On Sat, Oct 30, 2004 at 10:57:40AM +1000, Finn Thain wrote:
> I wonder if there is a performance benefit to either solution. My
> suspicion is there is not, assuming the emulation code is equal. (Though
> the linux kernel FPU emulation does offer a choice of precision/speed
> tradeoff.)

If the emulation code is exactly the same quality, the soft float will
beat out the trapped instructions every time. An unimplimented instruction
trap is more expensive than a function call.

> There are two bugs? As Brad pointed out, apple fixed a bug that broke
> A-trap exceptions without significant overhead. (You aren't referring to
> that bug I gather). I guess it is also possible that Motorola gave Apple
> information about the bug(s) that we don't have, that permitted a simple
> solution.

There are a lot more than two bugs in these chips.  :)

The big one that prevents FPU emulation on older 68LC040 chips affects
several vectors, including the A and F line. Since Apple was able to
fix it for A, we could fix it for F if we figure out how they did it.

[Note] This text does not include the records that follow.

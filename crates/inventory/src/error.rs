//! Error taxonomy for stock operations.

use thiserror::Error;

/// Errors that can occur during stock operations.
///
/// The three variants draw a deliberate line between caller mistakes and bad
/// stored data: [`Validation`](StockError::Validation) rejects input before
/// any state changes, [`Invariant`](StockError::Invariant) reports stored
/// records that break the stock rules, and
/// [`NotFound`](StockError::NotFound) covers missing mutation targets.
/// Invariant violations are never auto-corrected; the record is reported and
/// left as-is for an operator to fix.
#[derive(Debug, Error)]
pub enum StockError {
    /// Caller-supplied values were rejected before any state changed.
    #[error("validation failed: {0}")]
    Validation(String),

    /// A stored record violates a stock invariant (e.g. reserved exceeds
    /// quantity).
    #[error("invariant violation: {0}")]
    Invariant(String),

    /// The product, variant, size option, or warehouse entry does not exist.
    #[error("not found: {0}")]
    NotFound(String),
}

#[cfg(test)]
mod tests {
    use super::*;

    #[test]
    fn test_error_display() {
        let err = StockError::Validation("reserved 8 exceeds quantity 5".to_owned());
        assert_eq!(
            err.to_string(),
            "validation failed: reserved 8 exceeds quantity 5"
        );

        let err = StockError::NotFound("product 99".to_owned());
        assert_eq!(err.to_string(), "not found: product 99");
    }
}
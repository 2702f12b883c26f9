//! Stock inspection and mutation commands.
//!
//! Mutation commands load the catalog, apply one write through
//! [`StockService`], save the file, and then append an audit entry. The
//! audit line is written only after a successful save so the trail never
//! records a write that is not on disk.
//!
//! # Usage
//!
//! ```bash
//! # Availability breakdown for a product
//! narra-cli stock show -p 1
//!
//! # Overwrite totals for one warehouse (recorded as a correction)
//! narra-cli stock set -p 1 --variant NSB-WAL-Q -w Lorenzo -q 10 -r 2
//!
//! # Receive new stock
//! narra-cli stock restock -p 1 --variant NSB-WAL-Q -w Oroquieta -q 5 -n "July delivery"
//!
//! # Reserve and release against pending orders
//! narra-cli stock reserve -p 1 --variant NSB-WAL-Q -q 3
//! narra-cli stock release -p 1 --variant NSB-WAL-Q -q 1
//!
//! # Batch ledger for a unit, oldest first
//! narra-cli stock batches -p 1 --variant NSB-WAL-Q
//! ```
//!
//! # Environment Variables
//!
//! - `NARRA_CATALOG` - Path to the catalog JSON file
//! - `NARRA_AUDIT_LOG` - Audit trail destination (default: narra-audit.jsonl)
//! - `NARRA_ACTOR` - Operator name stamped on audit entries (default: admin)

use tracing::info;

use narra_home_core::ProductId;
use narra_home_inventory::audit::{AuditEntry, AuditSink};
use narra_home_inventory::catalog::Catalog;
use narra_home_inventory::fifo;
use narra_home_inventory::mutation::{self, StockMutation, StockService, StockTarget};
use narra_home_inventory::resolver;
use narra_home_inventory::store::{CatalogStore, JsonFileStore};

use crate::audit_log::JsonlAuditLog;
use crate::config::CliConfig;

use super::CommandError;

/// Show the availability breakdown for a product.
///
/// # Errors
///
/// Returns an error if the catalog cannot be loaded or the product does
/// not exist.
pub fn show(product_id: i32) -> Result<(), CommandError> {
    let (_config, store) = super::open_store()?;
    let catalog = store.load()?;
    let product = super::lookup(&catalog, product_id)?;

    let flag = if product.active { "" } else { " [inactive]" };
    info!("{} (#{}){} - {}", product.name, product.id, flag, product.category);
    info!("Total available: {}", resolver::total_stock(product));

    let units = resolver::unit_stocks(product);
    for (unit, breakdown) in units.iter().zip(resolver::availability(product)) {
        let flag = if breakdown.active { "" } else { " [inactive]" };
        info!("{}{}: {} available", breakdown.label, flag, breakdown.available);
        for site in &breakdown.sites {
            info!(
                "  {}: {} on hand, {} reserved, {} available",
                site.warehouse, site.quantity, site.reserved, site.available
            );
        }
        match fifo::most_recent_batch(unit.stocks) {
            Some(latest) => info!(
                "  latest receipt: batch {} at {} on {}",
                latest.batch_id,
                latest.warehouse,
                latest.received_at.format("%Y-%m-%d")
            ),
            None => info!("  no recorded stock movements"),
        }
    }
    Ok(())
}

/// Overwrite quantity and reserved for one warehouse.
///
/// The write is recorded in the ledger as a correction checkpoint.
///
/// # Errors
///
/// Returns an error on bad totals, an unknown product or unit, or a
/// failed save.
pub fn set(
    product_id: i32,
    warehouse: &str,
    quantity: i64,
    reserved: i64,
    variant: Option<String>,
    size: Option<String>,
) -> Result<(), CommandError> {
    let (config, store) = super::open_store()?;
    let warehouse = super::parse_warehouse(warehouse)?;
    let target = super::build_target(variant, size)?;
    let mut catalog = store.load()?;

    let id = ProductId::new(product_id);
    let mut service = StockService::new(&mut catalog);
    let mutation = match &target {
        StockTarget::Variant(variant_id) => {
            service.update_variant_stock(id, variant_id, warehouse, quantity, reserved)?
        }
        StockTarget::Size(label) => {
            service.update_warehouse_stock(id, warehouse, quantity, reserved, Some(label.as_str()))?
        }
        StockTarget::Product => {
            service.update_warehouse_stock(id, warehouse, quantity, reserved, None)?
        }
    };

    finish_mutation(&config, &store, &catalog, &mutation)
}

/// Receive new stock into a warehouse as a fresh batch.
///
/// # Errors
///
/// Returns an error on a non-positive quantity, an unknown product or
/// unit, or a failed save.
pub fn restock(
    product_id: i32,
    warehouse: &str,
    quantity: i64,
    variant: Option<String>,
    size: Option<String>,
    notes: Option<String>,
) -> Result<(), CommandError> {
    let (config, store) = super::open_store()?;
    let warehouse = super::parse_warehouse(warehouse)?;
    let target = super::build_target(variant, size)?;
    let mut catalog = store.load()?;

    let mut service = StockService::new(&mut catalog);
    let mutation =
        service.restock(ProductId::new(product_id), &target, warehouse, quantity, notes)?;

    finish_mutation(&config, &store, &catalog, &mutation)
}

/// Reserve units against pending orders, oldest stock first.
///
/// # Errors
///
/// Returns an error when fewer than `quantity` units are available across
/// all warehouses, or on a failed save.
pub fn reserve(
    product_id: i32,
    quantity: i64,
    variant: Option<String>,
    size: Option<String>,
) -> Result<(), CommandError> {
    let (config, store) = super::open_store()?;
    let target = super::build_target(variant, size)?;
    let mut catalog = store.load()?;

    let mut service = StockService::new(&mut catalog);
    let mutation = service.reserve(ProductId::new(product_id), &target, quantity)?;

    finish_mutation(&config, &store, &catalog, &mutation)
}

/// Release previously reserved units.
///
/// # Errors
///
/// Returns an error when fewer than `quantity` units are reserved, or on
/// a failed save.
pub fn release(
    product_id: i32,
    quantity: i64,
    variant: Option<String>,
    size: Option<String>,
) -> Result<(), CommandError> {
    let (config, store) = super::open_store()?;
    let target = super::build_target(variant, size)?;
    let mut catalog = store.load()?;

    let mut service = StockService::new(&mut catalog);
    let mutation = service.release(ProductId::new(product_id), &target, quantity)?;

    finish_mutation(&config, &store, &catalog, &mutation)
}

/// List the batch ledger for one unit, oldest first across warehouses.
///
/// # Errors
///
/// Returns an error if the catalog cannot be loaded or the unit does not
/// exist.
pub fn batches(
    product_id: i32,
    variant: Option<String>,
    size: Option<String>,
) -> Result<(), CommandError> {
    let (_config, store) = super::open_store()?;
    let catalog = store.load()?;
    let product = super::lookup(&catalog, product_id)?;
    let target = super::build_target(variant, size)?;
    let stocks = mutation::target_stocks(product, &target)?;

    let entries = fifo::list_batches(stocks);
    if entries.is_empty() {
        info!("No batches recorded for {target} on {}", product.name);
        return Ok(());
    }

    info!("Batches for {target} on {}, oldest first:", product.name);
    for entry in entries {
        let superseded = if entry.superseded { " [superseded]" } else { "" };
        let notes = entry
            .batch
            .notes
            .as_deref()
            .map(|n| format!(" - {n}"))
            .unwrap_or_default();
        info!(
            "  {} {} {} at {}: {} on hand, {} reserved{}{}",
            entry.batch.received_at.format("%Y-%m-%d"),
            entry.batch.id,
            entry.batch.origin,
            entry.warehouse,
            entry.batch.quantity,
            entry.batch.reserved,
            superseded,
            notes,
        );
    }
    Ok(())
}

/// Save the catalog, then append the audit entry.
///
/// Ordering matters here. A failed save leaves the audit trail untouched;
/// a failed audit write after a successful save surfaces as
/// [`CommandError::Audit`] so the operator knows the trail is behind the
/// file.
fn finish_mutation(
    config: &CliConfig,
    store: &JsonFileStore,
    catalog: &Catalog,
    mutation: &StockMutation,
) -> Result<(), CommandError> {
    store.save(catalog)?;

    let mut audit = JsonlAuditLog::new(&config.audit_log_path);
    audit.record(&AuditEntry::from_mutation(config.actor.clone(), mutation))?;

    info!(
        catalog = %config.catalog_path.display(),
        "Saved and recorded in the audit trail"
    );
    Ok(())
}
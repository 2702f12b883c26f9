//! Catalog data models.
//!
//! Products come in three stock shapes (variants, legacy size options, flat
//! warehouse stock); all three bottom out in per-warehouse
//! [`WarehouseStock`] entries carrying flat totals plus the batch ledger.

pub mod batch;
pub mod product;
pub mod warehouse_stock;

pub use batch::{Batch, BatchOrigin};
pub use product::{Product, SizeOption, StockModel, Variant};
pub use warehouse_stock::WarehouseStock;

> Yes. The linux 2.6.8.1 kernel will not boot my LC040 at all unless FPU
> emulation is configured in. Could I fix it simply building the kernel with
> a softfloat-enabled gcc?

I think this is just because the kernel thinks you should always have
either the emulation or a real FPU, so it does something stupid. The
kernel didn't do that before the emulation code was added.